Marjorie Courtenay-Latimer and Hendrik Goosen with the Drury mount of the first coelacanth in the East London Museum, ca 1940.
After months of painstaking work Drury completed the new mount and the coelacanth was returned to the East London Museum in December 1939, where ‘the Board of Trustees expressed great pleasure at Drury’s work’ (Summers, 1975).8 Drury’s mount is still on display in the East London Museum. Astonishingly, the mould of the coelacanth, which Marjorie had claimed from the outset, was only returned to the East London Museum 14 years later in 1953 after years of correspondence (Summers, 1975).

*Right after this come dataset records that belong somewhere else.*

use std::cell::RefCell;
use std::collections::BTreeMap;
use std::fmt;
use std::rc::Rc;

use crate::store::cast;
use crate::store::parse::DeserContext;
use crate::store::registry::{TypeDesc, TypeRegistry};
use crate::store::value::{ObjRef, Value};
use crate::store::Result;

/// Direction of synchronization.
#[derive(Debug, Clone, Copy, PartialEq, Eq, Default)]
pub enum BindingMode {
	/// Source changes push to the target.
	#[default]
	OneWay,
	/// Target changes additionally push back to the source.
	TwoWay,
}

/// Shared named values reachable from any binding through the
/// `global.` property scope.
#[derive(Clone, Default)]
pub struct Globals(Rc<RefCell<BTreeMap<String, Value>>>);

impl Globals {
	/// Empty globals table.
	pub fn new() -> Self {
		Self::default()
	}

	/// Current value under `name`, if set.
	pub fn get(&self, name: &str) -> Option<Value> {
		self.0.borrow().get(name).cloned()
	}

	/// Set the value under `name`.
	pub fn set(&self, name: &str, value: Value) {
		self.0.borrow_mut().insert(name.to_string(), value);
	}
}

impl fmt::Debug for Globals {
	fn fmt(&self, f: &mut fmt::Formatter<'_>) -> fmt::Result {
		write!(f, "Globals({} entries)", self.0.borrow().len())
	}
}

enum Accessor {
	Member {
		root: ObjRef,
		path: Vec<String>,
		ty: TypeDesc,
	},
	Global {
		globals: Globals,
		key: String,
	},
}

impl Accessor {
	fn resolve(
		property: &str,
		obj: &ObjRef,
		registry: &TypeRegistry,
		globals: Option<&Globals>,
	) -> Option<Accessor> {
		if let Some(prefix) = property.get(..7)
			&& prefix.eq_ignore_ascii_case("global.")
			&& property.len() > 7
		{
			return Some(Accessor::Global {
				globals: globals?.clone(),
				key: property[7..].to_string(),
			});
		}
		let path: Vec<String> = property.split('.').map(str::to_string).collect();
		if path.iter().any(String::is_empty) {
			return None;
		}
		// Validate the dotted chain against declared member types and
		// take the final member's declared shape as the cast target.
		let mut ty = TypeDesc::Named(obj.borrow().ty);
		for seg in &path {
			let TypeDesc::Named(id) = ty else { return None };
			let desc = registry.get(id).as_record()?;
			let idx = desc.find_member(seg, registry.case_sensitive())?;
			ty = desc.members[idx].ty.clone();
		}
		Some(Accessor::Member { root: obj.clone(), path, ty })
	}

	fn target_ty(&self) -> TypeDesc {
		match self {
			Accessor::Member { ty, .. } => ty.clone(),
			Accessor::Global { .. } => TypeDesc::Any,
		}
	}

	fn get(&self, registry: &TypeRegistry) -> Option<Value> {
		match self {
			Accessor::Global { globals, key } => globals.get(key),
			Accessor::Member { root, path, .. } => {
				let mut cur = root.clone();
				for (i, seg) in path.iter().enumerate() {
					let field = {
						let inst = cur.borrow();
						let desc = registry.get(inst.ty).as_record()?;
						let idx = desc.find_member(seg, registry.case_sensitive())?;
						inst.fields.get(idx)?.clone()
					};
					if i + 1 == path.len() {
						return Some(field);
					}
					match field {
						Value::Object(next) => cur = next,
						_ => return None,
					}
				}
				None
			}
		}
	}

	fn set(&self, registry: &TypeRegistry, value: Value) -> bool {
		match self {
			Accessor::Global { globals, key } => {
				globals.set(key, value);
				true
			}
			Accessor::Member { root, path, .. } => {
				let mut cur = root.clone();
				for seg in &path[..path.len() - 1] {
					let field = {
						let inst = cur.borrow();
						let Some(desc) = registry.get(inst.ty).as_record() else { return false };
						let Some(idx) = desc.find_member(seg, registry.case_sensitive()) else {
							return false;
						};
						match inst.fields.get(idx) {
							Some(field) => field.clone(),
							None => return false,
						}
					};
					match field {
						Value::Object(next) => cur = next,
						_ => return false,
					}
				}
				let Some(last) = path.last() else { return false };
				let idx = {
					let inst = cur.borrow();
					let Some(desc) = registry.get(inst.ty).as_record() else { return false };
					match desc.find_member(last, registry.case_sensitive()) {
						Some(idx) => idx,
						None => return false,
					}
				};
				cur.borrow_mut().fields[idx] = value;
				true
			}
		}
	}
}

/// Keeps one property of a target object synchronized with one property
/// of a source object, comparing against the last pushed value.
pub struct Binding {
	/// Direction of synchronization.
	pub mode: BindingMode,
	source_property: String,
	target_property: String,
	globals: Option<Globals>,
	source: Option<Accessor>,
	target: Option<Accessor>,
	cached: Option<Value>,
}

impl Binding {
	/// One-way binding from `source_property` to `target_property`.
	pub fn new(source_property: &str, target_property: &str) -> Self {
		Self {
			mode: BindingMode::OneWay,
			source_property: source_property.to_string(),
			target_property: target_property.to_string(),
			globals: None,
			source: None,
			target: None,
			cached: None,
		}
	}

	/// Two-way binding between the properties.
	pub fn two_way(source_property: &str, target_property: &str) -> Self {
		Self { mode: BindingMode::TwoWay, ..Self::new(source_property, target_property) }
	}

	/// Make `global.` properties resolve against `globals`.
	pub fn with_globals(mut self, globals: Globals) -> Self {
		self.globals = Some(globals);
		self
	}

	/// The bound source property path.
	pub fn source_property(&self) -> &str {
		&self.source_property
	}

	/// The bound target property path.
	pub fn target_property(&self) -> &str {
		&self.target_property
	}

	/// Resolve both accessors and push the initial value. Properties that
	/// do not resolve warn and leave the binding inert.
	pub fn bind(&mut self, registry: &TypeRegistry, source: &ObjRef, target: &ObjRef) -> Result<()> {
		self.source = Accessor::resolve(&self.source_property, source, registry, self.globals.as_ref());
		if self.source.is_none() {
			log::warn!("binding source '{}' not found", self.source_property);
		}
		self.target = Accessor::resolve(&self.target_property, target, registry, self.globals.as_ref());
		if self.target.is_none() {
			log::warn!("binding target '{}' not found", self.target_property);
		}
		self.cached = None;
		self.update(registry)?;
		Ok(())
	}

	/// Propagate a changed value, returning whether anything moved.
	pub fn update(&mut self, registry: &TypeRegistry) -> Result<bool> {
		let (Some(source), Some(target)) = (&self.source, &self.target) else {
			return Ok(false);
		};
		let current = source.get(registry).unwrap_or(Value::Null);
		if self.cached.as_ref() != Some(&current) {
			let mut ctx = DeserContext::new(registry);
			let casted = cast::cast(registry, &target.target_ty(), current.clone(), &mut ctx)?;
			target.set(registry, casted);
			self.cached = Some(current);
			return Ok(true);
		}
		if self.mode == BindingMode::TwoWay {
			let back = target.get(registry).unwrap_or(Value::Null);
			if self.cached.as_ref() != Some(&back) {
				let mut ctx = DeserContext::new(registry);
				let casted = cast::cast(registry, &source.target_ty(), back.clone(), &mut ctx)?;
				source.set(registry, casted);
				self.cached = Some(back);
				return Ok(true);
			}
		}
		Ok(false)
	}
}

Inevitably, after the announcement of the discovery of the first coelacanth off East London, other prior sightings of the prehistoric fish came to light. Margo and George Branch (pers. comm., 2016), highly respected marine biologists from the University of Cape Town, revealed that Margo’s uncle, Arnold Lundie, a professional biologist, had once caught a large blue fish with white spots and lobed fins off the Transkei coast near Umtata Mouth in the 1920s. Arnold was from a family of scientifically astute botanists, medical doctors and experienced anglers, but none of the family members recognised the fish as anything special. They cooked and ate it, noting that it had an oily flavour, like a shark. Years later, when the capture of the first coelacanth was announced, they realised that ‘their fish had been a coelacanth with the typical shape and colour’.